* Your goal:
Report every line of the records below that includes the string "error".

Top of Material for this exercise

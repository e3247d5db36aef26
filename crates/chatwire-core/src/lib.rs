//! Core
//!
//! Pure state machines for a chat session: connection lifecycle,
//! authentication handshake, destination routing, and the per-conversation
//! message log.
//!
//! # Architecture
//!
//! Nothing in this crate performs I/O or reads a clock. Every operation takes
//! the current time as a parameter and returns actions or outcomes for a
//! driver to execute, so the same logic runs against real sockets and against
//! the deterministic simulation harness.
//!
//! # Components
//!
//! - [`Session`]: connection lifecycle and send gating
//! - [`Handshake`]: credential exchange, one request in flight at a time
//! - [`ChannelRouter`]: active destination and inbound filtering
//! - [`Conversation`]: append-only log with optimistic echo suppression

#![forbid(unsafe_code)]
#![warn(missing_docs)]

pub mod context;
pub mod conversation;
pub mod env;
pub mod error;
pub mod handshake;
pub mod router;
pub mod session;

pub use context::UserContext;
pub use conversation::{
    AppendOutcome, Conversation, DeliveryStatus, Entry, EntryId, LogCursor, Origin,
};
pub use env::Environment;
pub use error::{HandshakeError, HandshakeFailure, RouterError, SessionError};
pub use handshake::{
    CredentialMode, Credentials, Handshake, HandshakeAction, HandshakeEvent, HandshakeState,
};
pub use router::{ChannelRouter, Routed, Subscription, matches_destination};
pub use session::{ConnectionState, Session, SessionConfig};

Bottom of Material for this exercise

* Reply:
pub mod error;
pub use error::{HandshakeError, HandshakeFailure, RouterError, SessionError};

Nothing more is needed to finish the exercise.